Вскоре после этого Кинделан вторично высказал свою точку зрения, произнеся 26 января 1942 года в штаб-квартире военного округа в Барселоне речь по случаю третьей годовщины взятия националистами каталонской столицы. Обратив внимание на то, что авторитет режима, падает, он посетовал на отсутствие должных конституционных механизмов передачи власти и призвал Франко восстановить монархию, назвав ее единственной возможностью достичь необходимого «умиротворения и сплоченности испанцев». Поглощенный мыслями о сохранении собственной власти, об укреплении идеологии ненависти, разделявшей народ в период Гражданской войны, и прежде всего идеей своей избранности, Франко кипел от гнева113. Однако, проявляя привычную осторожность, снова не отреагировал. Возможно, благодаря этому он предотвратил какие-то согласованные действия своих военных критиков.
Каудильо предпочел выждать. Неуемные имперские амбиции 1940 года сменились решимостью просто остаться у власти. Чтобы добиться этого, следовало искусно лавировать между армией и Фалангой, а также между Союзниками и Осью. За 1941 год Франко научился многому и во внутренней, и во внешней политике. В последующие три с половиной года он откроет для себя еще больше.
Глава 18
КОГДА ВОЛНА ПОШЛА ВСПЯТЬ
Январь — декабрь 1942 года
В начале 1942 года Франко, поддающийся эйфории, обольщавшийся все более радужными надеждами на имперское величие, стал превращаться в хитрого и осторожного политика. Год назад жестокие экономические и военные реалии заставили его умерить пыл, но он снова забыл об осторожности, когда Германия напала на Россию,, и общая победа Оси казалась ему не за горами. Теперь трудности Гитлера на востоке и предупреждения Кинделана дома заставили каудильо очнуться. Три года спустя после окончания Гражданской войны былая сплоченность его сторонников дала трещину, и он постепенно свыкся с мыслью, что личное выживание предпочтительнее имперских планов. Мечты об империи пришлось нехотя оставить до лучших времен — если не забыть вообще, — и Франко обратил взгляд внутрь себя, на свои врожденные качества: хитрость, неторопливость и двуличие, сослужившие ему такую хорошую службу на пути продвижения к власти и в процессе сколачивания коалиции. Теперь и во внутренней, и во внешней политике каудильо пришлось проявлять инстинкты и мастерство канатоходца. Иногда ему сопутствовала и удача, частенько посещавшая его в Африке.

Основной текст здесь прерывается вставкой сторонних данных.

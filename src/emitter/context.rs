use tracing::{debug, trace};

use crate::{
    error::CompileError,
    ir::{BinOp, BlockId, BlockKind, Function, Op, Terminator, Type, Value},
    lexer::{LexerTokenKind, Position, Token},
    options::LoopSemantics,
    syscall::{Intrinsic, Platform},
    tape::Tape,
};

/// A `[` whose `]` hasn't been seen yet
#[derive(Debug, Clone, Copy, PartialEq, Eq)]
pub struct OpenLoop {
    pub header: BlockId,
    /// Created up front when `[` has to branch around the body
    pub exit: Option<BlockId>,
    pub index: usize,
    pub depth: usize,
    pub position: Position,
}

/// All of the state of one emission pass.
///
/// The pointer is carried forward as an SSA value within a block. Blocks can
/// be entered from more than one predecessor (loop back edges), so it is
/// spilled to a stack slot before leaving a block that moved it and reloaded
/// at the top of every block after entry.
pub struct EmitterContext<'p> {
    function: Function,
    platform: &'p dyn Platform,
    loop_semantics: LoopSemantics,

    current: BlockId,
    pointer: Value,
    pointer_slot: Value,
    pointer_moved: bool,

    stack: Vec<OpenLoop>,
    /// Only used for labels
    loop_count: usize,
}

impl<'p> EmitterContext<'p> {
    pub fn new(tape: Tape, platform: &'p dyn Platform, loop_semantics: LoopSemantics) -> Self {
        let mut function = Function::new("main", Type::I8);
        let entry = function.entry();

        let pointer = tape.allocate(&mut function, entry);
        let pointer_slot = function.push_value(entry, Op::Alloca(Type::Ptr));
        function.push(
            entry,
            Op::Store {
                ty: Type::Ptr,
                value: pointer,
                ptr: pointer_slot,
            },
        );

        Self {
            function,
            platform,
            loop_semantics,
            current: entry,
            pointer,
            pointer_slot,
            pointer_moved: false,
            stack: vec![],
            loop_count: 0,
        }
    }

    pub fn current_block(&self) -> BlockId {
        self.current
    }

    pub fn pointer(&self) -> Value {
        self.pointer
    }

    /// Current bracket nesting depth
    pub fn depth(&self) -> usize {
        self.stack.len()
    }

    pub fn function(&self) -> &Function {
        &self.function
    }

    pub fn step(&mut self, token: &Token) -> Result<(), CompileError> {
        trace!(token = %token.kind, at = %token.position, "step");
        match token.kind {
            LexerTokenKind::DerefIncrement => self.add_to_cell(BinOp::Add),
            LexerTokenKind::DerefDecrement => self.add_to_cell(BinOp::Sub),
            LexerTokenKind::Increment => self.shift_pointer(1),
            LexerTokenKind::Decrement => self.shift_pointer(-1),
            LexerTokenKind::Write => self.write(),
            LexerTokenKind::Exit => self.exit(),
            LexerTokenKind::JumpStart => self.open_loop(token.position),
            LexerTokenKind::JumpEnd => self.close_loop(token.position)?,
            LexerTokenKind::EOF | LexerTokenKind::Comment(_) => {}
        }
        Ok(())
    }

    pub fn add_to_cell(&mut self, op: BinOp) {
        Tape::update_cell(&mut self.function, self.current, self.pointer, op, 1);
    }

    pub fn shift_pointer(&mut self, by: i64) {
        self.pointer = Tape::offset(&mut self.function, self.current, self.pointer, by);
        self.pointer_moved = true;
    }

    pub fn write(&mut self) {
        self.syscall(Intrinsic::WriteBytes {
            buffer: self.pointer,
            count: 1,
        });
    }

    /// Exit doesn't return, but the block still gets its usual terminator
    pub fn exit(&mut self) {
        self.syscall(Intrinsic::ExitProcess { status: 0 });
    }

    fn syscall(&mut self, intrinsic: Intrinsic) {
        let asm = self.platform.lower(&intrinsic);
        self.function.push(self.current, Op::Syscall { intrinsic, asm });
    }

    pub fn open_loop(&mut self, position: Position) {
        let index = self.loop_count;
        self.loop_count += 1;
        let depth = self.stack.len() + 1;

        let header = self
            .function
            .append_block(BlockKind::LoopHeader { index, depth });

        let exit = match self.loop_semantics {
            LoopSemantics::AtLeastOnce => {
                self.leave(Terminator::Branch(header));
                None
            }
            LoopSemantics::Guarded => {
                let exit = self
                    .function
                    .append_block(BlockKind::LoopExit { index, depth });
                let cond = Tape::cell_is_zero(&mut self.function, self.current, self.pointer);
                self.leave(Terminator::CondBranch {
                    cond,
                    if_true: exit,
                    if_false: header,
                });
                Some(exit)
            }
        };

        debug!(index, depth, at = %position, "loop opened");
        self.stack.push(OpenLoop {
            header,
            exit,
            index,
            depth,
            position,
        });
        self.enter(header);
    }

    pub fn close_loop(&mut self, position: Position) -> Result<(), CompileError> {
        let open = self
            .stack
            .pop()
            .ok_or_else(|| CompileError::unmatched(']', position))?;

        let cond = Tape::cell_is_zero(&mut self.function, self.current, self.pointer);
        let exit = match open.exit {
            Some(exit) => exit,
            None => self.function.append_block(BlockKind::LoopExit {
                index: open.index,
                depth: open.depth,
            }),
        };

        self.leave(Terminator::CondBranch {
            cond,
            if_true: exit,
            if_false: open.header,
        });
        debug!(index = open.index, depth = open.depth, at = %position, "loop closed");
        self.enter(exit);
        Ok(())
    }

    /// Closes the pass: every loop must be closed, the last block falls
    /// through to a block returning the current cell.
    pub fn finish(mut self) -> Result<Function, CompileError> {
        if let Some(open) = self.stack.last() {
            return Err(CompileError::unmatched('[', open.position));
        }

        let exit = self.function.append_block(BlockKind::Exit);
        self.leave(Terminator::Branch(exit));
        self.enter(exit);
        let cell = Tape::load_cell(&mut self.function, exit, self.pointer);
        self.function.terminate(exit, Terminator::Return(cell));

        debug!(blocks = self.function.block_count(), "function finished");
        Ok(self.function)
    }

    fn leave(&mut self, terminator: Terminator) {
        if self.pointer_moved {
            self.function.push(
                self.current,
                Op::Store {
                    ty: Type::Ptr,
                    value: self.pointer,
                    ptr: self.pointer_slot,
                },
            );
        }
        self.function.terminate(self.current, terminator);
    }

    fn enter(&mut self, block: BlockId) {
        self.function.place(block);
        self.current = block;
        self.pointer = self.function.push_value(
            block,
            Op::Load {
                ty: Type::Ptr,
                ptr: self.pointer_slot,
            },
        );
        self.pointer_moved = false;
    }
}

В течение 1942 года все это очень пригодится Франко. Политика Соединенных Штатов состояла в том, чтобы, ограничив продажу ему продовольствия и нефти и связав этот вопрос с готовностью Испании сократить поставки военных материалов Германии, заставить, Франко плясать под свою дудку. Эта политика стала еще жестче после опрометчивой речи каудильо 17 июля 1941 года. Однако, чтобы не толкнуть каудильо в объятия Гитлера, Черчилль пошел более осторожным путем. Пятого января 1942 года он написал Рузвельту: «Не будете ли Вы добры обдумать вопрос о том, чтобы показать донам несколько морковок, и тем самым отвести неприятности от Гибралтара? Каждый день использования бухты — для нас выигрыш, особенно если вспомнить кое-какие идеи, которые мы обсуждали». Это намек на подготовку к операции «Факел» (Torch)1 по высадке в Северной Африке.
Черчилль, конечно, не знал, что положение Серрано Суньера стало крайне ненадежным. Генералы, составлявшие Высший совет вооруженных сил, собрались снова 9 января и ополчились на куньядиссимуса. В Мадриде распространились слухи, что Франко снимет его с поста и пошлет послом в Рим2. Серрано Суньер предпринял контратаку, поместив в «Аррибе» резкую статью против генералов3. Он пережил этот кризис — отчасти потому, что Франко не хотел позволить ни одной из групп своих сторонников манипулировать собой. Если бы генералы вынудили его отставить свояка, каудильо снова оказался бы избранным руководителем — под неусыпном оком людей, приведших его к власти. Однако дни Серрано были сочтены — так же как и генерала Кинделана, его главного обвинителя. Франко ничего никому не прощал, не забывал попыток подорвать его власть или заставить его принять нежелательные ему решения.